Work to complete: Nothing but the lines from the one with "filename src/matching/writeoff.rs" down to the one with "the residuals of" should be returned, exactly and with both ends included, from the material below.
[Supplied information Boundary: Start]
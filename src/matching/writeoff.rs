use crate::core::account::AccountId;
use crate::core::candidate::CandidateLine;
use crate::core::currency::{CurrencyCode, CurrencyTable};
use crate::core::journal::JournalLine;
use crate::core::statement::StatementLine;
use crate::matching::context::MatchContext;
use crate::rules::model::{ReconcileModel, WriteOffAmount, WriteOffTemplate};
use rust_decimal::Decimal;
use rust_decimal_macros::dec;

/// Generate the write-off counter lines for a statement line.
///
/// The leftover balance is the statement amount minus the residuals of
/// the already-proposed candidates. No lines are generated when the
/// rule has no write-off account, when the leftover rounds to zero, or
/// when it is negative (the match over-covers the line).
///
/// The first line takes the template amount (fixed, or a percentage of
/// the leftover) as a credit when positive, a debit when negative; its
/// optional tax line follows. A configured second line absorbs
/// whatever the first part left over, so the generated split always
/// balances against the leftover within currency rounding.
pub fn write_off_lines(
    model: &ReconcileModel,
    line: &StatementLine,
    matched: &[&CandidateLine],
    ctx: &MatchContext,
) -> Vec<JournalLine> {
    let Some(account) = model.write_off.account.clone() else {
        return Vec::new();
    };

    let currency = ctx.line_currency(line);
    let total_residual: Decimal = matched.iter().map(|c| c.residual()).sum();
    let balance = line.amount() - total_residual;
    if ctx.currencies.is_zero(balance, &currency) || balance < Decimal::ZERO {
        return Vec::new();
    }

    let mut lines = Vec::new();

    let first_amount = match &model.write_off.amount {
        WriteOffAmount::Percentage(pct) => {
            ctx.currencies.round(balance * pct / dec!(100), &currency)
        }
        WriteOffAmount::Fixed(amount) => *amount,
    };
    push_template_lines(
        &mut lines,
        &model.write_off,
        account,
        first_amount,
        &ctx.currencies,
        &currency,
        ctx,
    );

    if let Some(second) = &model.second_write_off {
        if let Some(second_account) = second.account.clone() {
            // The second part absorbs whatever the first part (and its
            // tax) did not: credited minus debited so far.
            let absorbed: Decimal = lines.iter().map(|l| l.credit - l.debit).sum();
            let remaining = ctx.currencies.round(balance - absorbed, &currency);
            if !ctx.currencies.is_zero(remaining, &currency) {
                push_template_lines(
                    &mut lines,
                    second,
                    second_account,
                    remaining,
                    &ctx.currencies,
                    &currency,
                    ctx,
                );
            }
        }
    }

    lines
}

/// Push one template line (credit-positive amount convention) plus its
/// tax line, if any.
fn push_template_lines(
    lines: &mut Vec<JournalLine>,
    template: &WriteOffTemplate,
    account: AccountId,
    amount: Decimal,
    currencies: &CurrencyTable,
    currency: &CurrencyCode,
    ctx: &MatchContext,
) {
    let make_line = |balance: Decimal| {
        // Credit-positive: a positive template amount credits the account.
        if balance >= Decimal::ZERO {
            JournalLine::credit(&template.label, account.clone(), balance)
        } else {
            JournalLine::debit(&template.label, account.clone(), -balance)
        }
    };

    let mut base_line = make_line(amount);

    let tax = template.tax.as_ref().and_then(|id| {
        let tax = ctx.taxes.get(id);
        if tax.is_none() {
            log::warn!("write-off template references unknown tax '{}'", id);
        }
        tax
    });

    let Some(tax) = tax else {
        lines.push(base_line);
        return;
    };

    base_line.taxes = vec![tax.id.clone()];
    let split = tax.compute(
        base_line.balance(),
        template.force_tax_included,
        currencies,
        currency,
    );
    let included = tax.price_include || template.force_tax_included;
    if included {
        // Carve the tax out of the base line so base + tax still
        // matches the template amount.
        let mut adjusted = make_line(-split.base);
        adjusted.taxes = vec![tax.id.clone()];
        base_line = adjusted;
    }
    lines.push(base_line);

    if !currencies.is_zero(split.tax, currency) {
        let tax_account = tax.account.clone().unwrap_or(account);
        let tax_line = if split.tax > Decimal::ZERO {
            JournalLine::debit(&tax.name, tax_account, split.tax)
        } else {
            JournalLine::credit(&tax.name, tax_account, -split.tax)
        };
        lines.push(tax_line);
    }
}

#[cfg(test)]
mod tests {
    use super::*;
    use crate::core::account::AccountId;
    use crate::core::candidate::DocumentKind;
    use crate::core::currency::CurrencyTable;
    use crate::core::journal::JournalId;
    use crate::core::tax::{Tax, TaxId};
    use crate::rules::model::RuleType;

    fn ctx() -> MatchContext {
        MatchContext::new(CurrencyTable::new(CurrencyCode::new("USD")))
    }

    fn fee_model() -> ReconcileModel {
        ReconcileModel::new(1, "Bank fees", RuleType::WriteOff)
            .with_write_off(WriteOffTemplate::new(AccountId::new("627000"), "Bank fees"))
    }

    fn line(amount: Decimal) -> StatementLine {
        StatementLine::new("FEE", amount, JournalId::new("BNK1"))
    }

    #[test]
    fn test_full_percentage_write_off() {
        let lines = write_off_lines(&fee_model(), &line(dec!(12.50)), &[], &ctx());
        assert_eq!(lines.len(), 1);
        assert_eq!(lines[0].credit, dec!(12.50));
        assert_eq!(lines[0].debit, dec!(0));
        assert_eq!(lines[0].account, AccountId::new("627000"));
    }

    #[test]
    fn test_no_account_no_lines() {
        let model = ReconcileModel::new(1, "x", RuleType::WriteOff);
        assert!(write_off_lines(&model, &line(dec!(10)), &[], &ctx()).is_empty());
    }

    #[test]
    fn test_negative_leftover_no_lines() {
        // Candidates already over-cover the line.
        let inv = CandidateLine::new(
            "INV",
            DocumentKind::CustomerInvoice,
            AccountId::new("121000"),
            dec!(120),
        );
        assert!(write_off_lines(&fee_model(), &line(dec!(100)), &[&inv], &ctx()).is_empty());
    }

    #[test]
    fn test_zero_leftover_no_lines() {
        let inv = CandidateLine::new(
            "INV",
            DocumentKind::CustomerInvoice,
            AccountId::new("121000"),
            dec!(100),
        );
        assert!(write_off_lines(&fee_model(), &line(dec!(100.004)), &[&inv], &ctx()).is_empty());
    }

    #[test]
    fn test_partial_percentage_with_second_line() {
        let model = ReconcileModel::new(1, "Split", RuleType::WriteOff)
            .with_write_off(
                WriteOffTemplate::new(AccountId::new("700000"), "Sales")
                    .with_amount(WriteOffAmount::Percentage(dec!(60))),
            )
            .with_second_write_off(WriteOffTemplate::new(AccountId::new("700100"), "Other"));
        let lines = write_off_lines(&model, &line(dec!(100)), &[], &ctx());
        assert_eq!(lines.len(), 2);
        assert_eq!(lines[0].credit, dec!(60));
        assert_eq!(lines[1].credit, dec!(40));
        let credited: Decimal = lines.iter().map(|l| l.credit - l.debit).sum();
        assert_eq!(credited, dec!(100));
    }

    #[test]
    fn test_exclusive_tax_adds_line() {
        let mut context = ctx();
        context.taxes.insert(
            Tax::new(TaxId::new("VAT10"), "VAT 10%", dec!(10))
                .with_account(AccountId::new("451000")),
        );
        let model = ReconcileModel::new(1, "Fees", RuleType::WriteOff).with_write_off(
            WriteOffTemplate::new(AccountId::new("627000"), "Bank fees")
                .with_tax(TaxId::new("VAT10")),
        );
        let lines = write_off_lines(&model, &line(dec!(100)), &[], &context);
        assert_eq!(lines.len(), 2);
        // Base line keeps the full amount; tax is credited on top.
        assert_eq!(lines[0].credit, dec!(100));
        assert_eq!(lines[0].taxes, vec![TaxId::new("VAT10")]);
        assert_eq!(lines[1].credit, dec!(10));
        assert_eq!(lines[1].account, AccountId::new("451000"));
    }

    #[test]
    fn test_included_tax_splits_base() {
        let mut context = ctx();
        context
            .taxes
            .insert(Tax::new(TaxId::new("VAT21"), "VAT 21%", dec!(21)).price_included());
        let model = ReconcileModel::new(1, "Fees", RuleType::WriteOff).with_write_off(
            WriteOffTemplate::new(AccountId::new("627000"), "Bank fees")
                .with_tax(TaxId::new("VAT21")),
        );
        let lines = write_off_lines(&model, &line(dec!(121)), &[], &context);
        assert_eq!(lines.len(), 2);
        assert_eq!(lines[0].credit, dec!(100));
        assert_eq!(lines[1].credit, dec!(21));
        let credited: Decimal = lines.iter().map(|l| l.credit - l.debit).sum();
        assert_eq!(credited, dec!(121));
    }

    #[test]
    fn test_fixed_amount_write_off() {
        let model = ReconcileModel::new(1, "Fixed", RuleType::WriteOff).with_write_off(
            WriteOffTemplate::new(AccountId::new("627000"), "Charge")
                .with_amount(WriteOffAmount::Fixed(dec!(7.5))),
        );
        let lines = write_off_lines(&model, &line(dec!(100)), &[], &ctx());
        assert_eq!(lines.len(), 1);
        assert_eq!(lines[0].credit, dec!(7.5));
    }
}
[Supplied information Boundary: End]
[Supplied information Boundary: Start]
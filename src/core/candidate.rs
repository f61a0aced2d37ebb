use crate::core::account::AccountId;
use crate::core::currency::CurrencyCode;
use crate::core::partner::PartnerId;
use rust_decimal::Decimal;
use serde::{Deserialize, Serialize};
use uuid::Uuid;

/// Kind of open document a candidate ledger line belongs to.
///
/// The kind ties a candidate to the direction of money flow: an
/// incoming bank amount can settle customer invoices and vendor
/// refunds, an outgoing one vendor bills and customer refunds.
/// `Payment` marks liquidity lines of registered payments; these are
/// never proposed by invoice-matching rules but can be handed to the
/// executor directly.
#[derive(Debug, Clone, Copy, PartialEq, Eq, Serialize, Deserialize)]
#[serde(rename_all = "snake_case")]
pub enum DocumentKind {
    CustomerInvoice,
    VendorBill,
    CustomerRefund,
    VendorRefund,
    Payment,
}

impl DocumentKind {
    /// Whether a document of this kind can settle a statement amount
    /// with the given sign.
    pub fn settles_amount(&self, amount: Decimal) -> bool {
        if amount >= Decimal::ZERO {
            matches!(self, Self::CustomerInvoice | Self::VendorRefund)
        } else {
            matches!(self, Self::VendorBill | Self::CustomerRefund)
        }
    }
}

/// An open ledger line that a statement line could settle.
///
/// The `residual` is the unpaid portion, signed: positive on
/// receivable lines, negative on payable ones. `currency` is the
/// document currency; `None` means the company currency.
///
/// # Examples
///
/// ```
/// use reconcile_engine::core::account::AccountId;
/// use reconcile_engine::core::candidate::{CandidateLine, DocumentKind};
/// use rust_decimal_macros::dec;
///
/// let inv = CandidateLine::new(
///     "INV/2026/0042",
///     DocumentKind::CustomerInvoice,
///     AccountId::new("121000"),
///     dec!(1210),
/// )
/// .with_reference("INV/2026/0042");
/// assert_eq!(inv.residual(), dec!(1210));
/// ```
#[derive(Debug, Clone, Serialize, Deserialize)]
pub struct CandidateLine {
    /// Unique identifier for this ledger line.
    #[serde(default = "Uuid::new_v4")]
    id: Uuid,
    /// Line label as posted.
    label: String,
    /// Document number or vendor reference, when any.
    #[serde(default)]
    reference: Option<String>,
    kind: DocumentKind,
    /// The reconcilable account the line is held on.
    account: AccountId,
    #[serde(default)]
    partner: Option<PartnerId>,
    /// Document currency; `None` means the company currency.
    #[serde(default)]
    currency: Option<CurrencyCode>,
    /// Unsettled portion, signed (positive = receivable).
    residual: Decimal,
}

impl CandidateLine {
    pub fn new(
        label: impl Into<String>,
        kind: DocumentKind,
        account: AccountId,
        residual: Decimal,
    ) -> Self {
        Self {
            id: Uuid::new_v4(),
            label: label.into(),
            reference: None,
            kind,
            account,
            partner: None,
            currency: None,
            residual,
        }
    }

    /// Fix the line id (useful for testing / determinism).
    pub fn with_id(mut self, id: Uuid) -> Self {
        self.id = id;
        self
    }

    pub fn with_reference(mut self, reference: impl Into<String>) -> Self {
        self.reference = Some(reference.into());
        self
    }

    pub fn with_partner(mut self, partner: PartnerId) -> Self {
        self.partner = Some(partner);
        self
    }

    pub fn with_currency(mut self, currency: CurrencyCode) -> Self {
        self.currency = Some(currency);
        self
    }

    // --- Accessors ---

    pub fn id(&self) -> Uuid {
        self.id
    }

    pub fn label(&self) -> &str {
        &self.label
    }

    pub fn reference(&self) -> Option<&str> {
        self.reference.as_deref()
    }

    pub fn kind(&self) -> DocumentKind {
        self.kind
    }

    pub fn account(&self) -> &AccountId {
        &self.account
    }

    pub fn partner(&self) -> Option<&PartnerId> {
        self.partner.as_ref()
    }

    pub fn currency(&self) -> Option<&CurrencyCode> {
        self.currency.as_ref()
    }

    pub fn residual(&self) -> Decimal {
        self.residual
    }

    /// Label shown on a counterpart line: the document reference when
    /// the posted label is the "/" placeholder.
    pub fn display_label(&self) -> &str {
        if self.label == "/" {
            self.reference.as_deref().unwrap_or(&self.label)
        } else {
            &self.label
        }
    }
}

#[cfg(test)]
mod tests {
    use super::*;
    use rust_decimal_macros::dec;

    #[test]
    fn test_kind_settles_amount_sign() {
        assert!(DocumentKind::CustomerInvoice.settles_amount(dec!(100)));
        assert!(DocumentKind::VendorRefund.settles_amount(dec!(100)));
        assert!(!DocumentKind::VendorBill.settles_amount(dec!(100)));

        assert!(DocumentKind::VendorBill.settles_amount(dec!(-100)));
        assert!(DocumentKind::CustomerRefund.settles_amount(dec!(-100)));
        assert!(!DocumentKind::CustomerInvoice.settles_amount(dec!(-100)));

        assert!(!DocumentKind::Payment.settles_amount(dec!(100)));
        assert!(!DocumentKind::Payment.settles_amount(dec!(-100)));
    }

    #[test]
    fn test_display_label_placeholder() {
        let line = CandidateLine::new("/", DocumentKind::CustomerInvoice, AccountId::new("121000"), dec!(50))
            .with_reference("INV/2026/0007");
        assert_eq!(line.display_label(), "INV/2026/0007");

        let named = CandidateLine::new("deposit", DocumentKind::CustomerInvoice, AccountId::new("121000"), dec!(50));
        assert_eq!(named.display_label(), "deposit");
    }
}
[Supplied information Boundary: End]
[Supplied information Boundary: Start]
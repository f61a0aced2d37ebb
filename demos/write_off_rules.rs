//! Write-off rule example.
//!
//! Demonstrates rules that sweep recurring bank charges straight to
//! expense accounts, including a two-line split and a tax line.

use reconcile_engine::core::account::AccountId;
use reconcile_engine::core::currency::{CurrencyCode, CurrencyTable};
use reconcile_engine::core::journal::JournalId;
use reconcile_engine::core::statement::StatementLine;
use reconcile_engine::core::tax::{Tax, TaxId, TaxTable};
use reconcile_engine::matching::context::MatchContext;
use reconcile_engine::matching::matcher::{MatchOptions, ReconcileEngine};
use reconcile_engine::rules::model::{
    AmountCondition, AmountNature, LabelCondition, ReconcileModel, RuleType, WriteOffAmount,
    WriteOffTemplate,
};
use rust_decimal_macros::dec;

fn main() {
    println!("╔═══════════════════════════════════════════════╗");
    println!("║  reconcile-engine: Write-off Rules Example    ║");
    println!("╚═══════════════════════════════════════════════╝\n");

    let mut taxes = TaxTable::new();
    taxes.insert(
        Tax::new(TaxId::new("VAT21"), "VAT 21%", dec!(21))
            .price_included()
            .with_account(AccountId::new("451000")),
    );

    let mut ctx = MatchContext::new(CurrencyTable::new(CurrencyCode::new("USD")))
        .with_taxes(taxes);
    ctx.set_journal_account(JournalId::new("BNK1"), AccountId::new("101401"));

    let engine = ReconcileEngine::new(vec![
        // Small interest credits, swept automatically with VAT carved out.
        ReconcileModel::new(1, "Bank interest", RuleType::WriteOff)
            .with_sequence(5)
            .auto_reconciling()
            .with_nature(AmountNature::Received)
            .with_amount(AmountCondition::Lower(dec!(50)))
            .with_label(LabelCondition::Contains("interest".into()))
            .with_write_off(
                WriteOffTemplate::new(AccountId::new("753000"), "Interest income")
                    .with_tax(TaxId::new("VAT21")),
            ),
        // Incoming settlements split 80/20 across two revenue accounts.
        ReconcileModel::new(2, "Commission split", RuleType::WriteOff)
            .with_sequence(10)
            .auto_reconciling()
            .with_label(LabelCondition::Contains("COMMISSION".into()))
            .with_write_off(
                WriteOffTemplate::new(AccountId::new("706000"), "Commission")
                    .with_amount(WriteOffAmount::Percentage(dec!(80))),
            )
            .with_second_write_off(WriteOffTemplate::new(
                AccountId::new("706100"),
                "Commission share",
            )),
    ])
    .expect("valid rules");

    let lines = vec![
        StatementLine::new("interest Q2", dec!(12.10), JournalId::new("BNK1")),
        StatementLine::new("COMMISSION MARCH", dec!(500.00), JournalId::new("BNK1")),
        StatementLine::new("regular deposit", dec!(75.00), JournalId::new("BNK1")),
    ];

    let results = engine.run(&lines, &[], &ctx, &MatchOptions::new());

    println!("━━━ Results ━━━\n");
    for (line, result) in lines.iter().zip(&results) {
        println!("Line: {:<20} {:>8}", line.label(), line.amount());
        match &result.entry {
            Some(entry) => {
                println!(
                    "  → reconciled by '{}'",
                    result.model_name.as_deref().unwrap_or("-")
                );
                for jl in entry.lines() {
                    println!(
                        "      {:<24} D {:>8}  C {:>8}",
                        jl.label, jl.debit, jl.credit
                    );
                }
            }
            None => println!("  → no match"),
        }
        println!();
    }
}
[Supplied information Boundary: End]
Result for this task:
filename src/matching/writeoff.rs
use crate::core::account::AccountId;
use crate::core::candidate::CandidateLine;
use crate::core::currency::{CurrencyCode, CurrencyTable};
use crate::core::journal::JournalLine;
use crate::core::statement::StatementLine;
use crate::matching::context::MatchContext;
use crate::rules::model::{ReconcileModel, WriteOffAmount, WriteOffTemplate};
use rust_decimal::Decimal;
use rust_decimal_macros::dec;

/// Generate the write-off counter lines for a statement line.
///
/// The leftover balance is the statement amount minus the residuals of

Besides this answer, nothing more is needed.